___ Input records ___
// Test-only helpers for writing small gzip JSON-lines fixtures.

use std::fs::File;
use std::io::Write;
use std::path::{Path, PathBuf};

use flate2::write::GzEncoder;
use flate2::Compression;
use serde_json::json;

/// Gzip `lines` (joined with '\n', trailing newline included) into `dir/name`.
pub fn write_gz_lines(dir: &Path, name: &str, lines: &[String]) -> PathBuf {
    let path = dir.join(name);
    let file = File::create(&path).expect("create fixture file");

    let mut encoder = GzEncoder::new(file, Compression::default());
    for line in lines {
        writeln!(encoder, "{line}").expect("write fixture line");
    }
    encoder.finish().expect("finish gzip stream");
    path
}

/// One line of the reference review dataset with the given rating.
pub fn review_line(id: usize, overall: f64) -> String {
    json!({
        "reviewerID":     format!("R{id:04}"),
        "asin":           format!("B{id:09}"),
        "reviewerName":   format!("reviewer {id}"),
        "helpful":        [id % 3, 3],
        "reviewText":     format!("Review body number {id}."),
        "overall":        overall,
        "summary":        format!("Summary {id}"),
        "unixReviewTime": 1_341_792_000 + id as i64,
        "reviewTime":     "07 9, 2012",
    })
    .to_string()
}

/// `count` reference-schema lines cycling through ratings 1.0..=5.0
pub fn review_lines(count: usize) -> Vec<String> {
    (0..count)
        .map(|id| review_line(id, (id % 5 + 1) as f64))
        .collect()
}
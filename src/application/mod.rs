// ============================================================
// Layer 2 — Application / Use Cases
// ============================================================
// Orchestrates the data layer to accomplish one goal per use
// case. Both are plain callable entry points; nothing runs
// just because a module was loaded.
//
// Rules for this layer:
//   - No parsing or labeling logic here (that's Layer 4)
//   - No printing here (that's Layer 1)
//   - Only workflow coordination and error context
//
// Reference: Clean Architecture pattern
//            Rust Book §7 (Module System)

// Load a handful of labeled rows for a quick look
pub mod preview_use_case;

// Load, label, and split the dataset for a classifier
pub mod split_use_case;
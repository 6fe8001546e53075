//! Administrative code table storage: building `location.json` from the raw
//! dataset, loading it, and lazy process-wide access for parsing.

mod error;
pub use error::DataError;

pub mod artifact;
pub mod builder;
pub mod scan;
pub mod service;

use std::sync::OnceLock;

use idcard_core::{IdCardError, IdentityRecord};

pub use artifact::{load_table, write_table};
pub use builder::{RawDataset, build_location_file, build_table, build_table_from_json};
pub use scan::{ScanHit, extract_ids, scan_file, scan_text};
pub use service::{CodeTableService, DEFAULT_LOCATION_PATH};

/// Default raw dataset path, relative to the working directory.
pub const DEFAULT_DATABASE_PATH: &str = "database.json";

static DEFAULT_SERVICE: OnceLock<CodeTableService> = OnceLock::new();

/// Process-wide service over `./location.json`.
pub fn default_service() -> &'static CodeTableService {
    DEFAULT_SERVICE.get_or_init(CodeTableService::default)
}

/// Parse `id` against the process-wide table, loading it on first call.
///
/// Only a format-validation failure is returned as an error. Lookup, birthday
/// and sequence failures are logged and leave the field empty (or zero).
pub fn parse(id: &str) -> Result<IdentityRecord, IdCardError> {
    default_service().parse(id)
}
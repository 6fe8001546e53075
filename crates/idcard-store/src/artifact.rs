//! `location.json` persistence.

use std::path::Path;

use idcard_core::AdministrativeCodeTable;

use crate::DataError;

/// Load a location table written by [`write_table`].
pub fn load_table(path: &Path) -> Result<AdministrativeCodeTable, DataError> {
    let bytes = std::fs::read(path).map_err(|source| DataError::Read {
        path: path.to_path_buf(),
        source,
    })?;
    Ok(serde_json::from_slice(&bytes)?)
}

/// Write `table` as JSON to `path`, replacing any existing file.
pub fn write_table(table: &AdministrativeCodeTable, path: &Path) -> Result<(), DataError> {
    let bytes = serde_json::to_vec_pretty(table)?;
    std::fs::write(path, bytes).map_err(|source| DataError::Write {
        path: path.to_path_buf(),
        source,
    })
}
mod display;

use std::path::PathBuf;

use anyhow::{Context, bail};
use clap::{Parser, Subcommand};
use idcard_store::{CodeTableService, DEFAULT_DATABASE_PATH, DEFAULT_LOCATION_PATH};

#[derive(Parser)]
#[command(name = "idcard", version, about = "Identity-card number parsing")]
struct Cli {
    #[command(subcommand)]
    command: Command,
}

#[derive(Subcommand)]
enum Command {
    /// Build the location table from the raw administrative dataset.
    BuildTable {
        /// Raw dataset (path key -> "name|code" entries).
        #[arg(long, default_value = DEFAULT_DATABASE_PATH)]
        database: PathBuf,
        /// Where to write the location table.
        #[arg(long, default_value = DEFAULT_LOCATION_PATH)]
        output: PathBuf,
    },
    /// Parse one or more identity-card numbers.
    Parse {
        #[arg(long, default_value = DEFAULT_LOCATION_PATH)]
        table: PathBuf,
        #[arg(required = true)]
        ids: Vec<String>,
    },
    /// Find and parse every 18-digit identity number in a text file.
    Scan {
        #[arg(long, default_value = DEFAULT_LOCATION_PATH)]
        table: PathBuf,
        file: PathBuf,
    },
}

fn main() -> anyhow::Result<()> {
    tracing_subscriber::fmt::init();
    tracing::debug!("idcard v{}", env!("CARGO_PKG_VERSION"));

    match Cli::parse().command {
        Command::BuildTable { database, output } => {
            let table = idcard_store::build_location_file(&database, &output)
                .with_context(|| format!("building {}", output.display()))?;
            println!(
                "Wrote {} ({} provinces, {} cities, {} counties)",
                output.display(),
                table.provinces.len(),
                table.cities.len(),
                table.counties.len(),
            );
        }
        Command::Parse { table, ids } => {
            let service = CodeTableService::new(table);
            for id in &ids {
                let record = service
                    .parse(id)
                    .with_context(|| format!("parsing {id}"))?;
                print!("{}", display::card(&record));
            }
        }
        Command::Scan { table, file } => {
            let service = CodeTableService::new(table);
            let hits = idcard_store::scan_file(&service.parser(), &file)
                .with_context(|| format!("scanning {}", file.display()))?;
            if hits.is_empty() {
                bail!("no idcard numbers found in {}", file.display());
            }
            for hit in &hits {
                println!("{}", display::scan_line(hit));
            }
        }
    }
    Ok(())
}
___
## Problem
Filter the records above and copy every line that contains the word "artifact".

## Written response
pub mod artifact;
pub use artifact::{load_table, write_table};
filename crates/idcard-store/src/artifact.rs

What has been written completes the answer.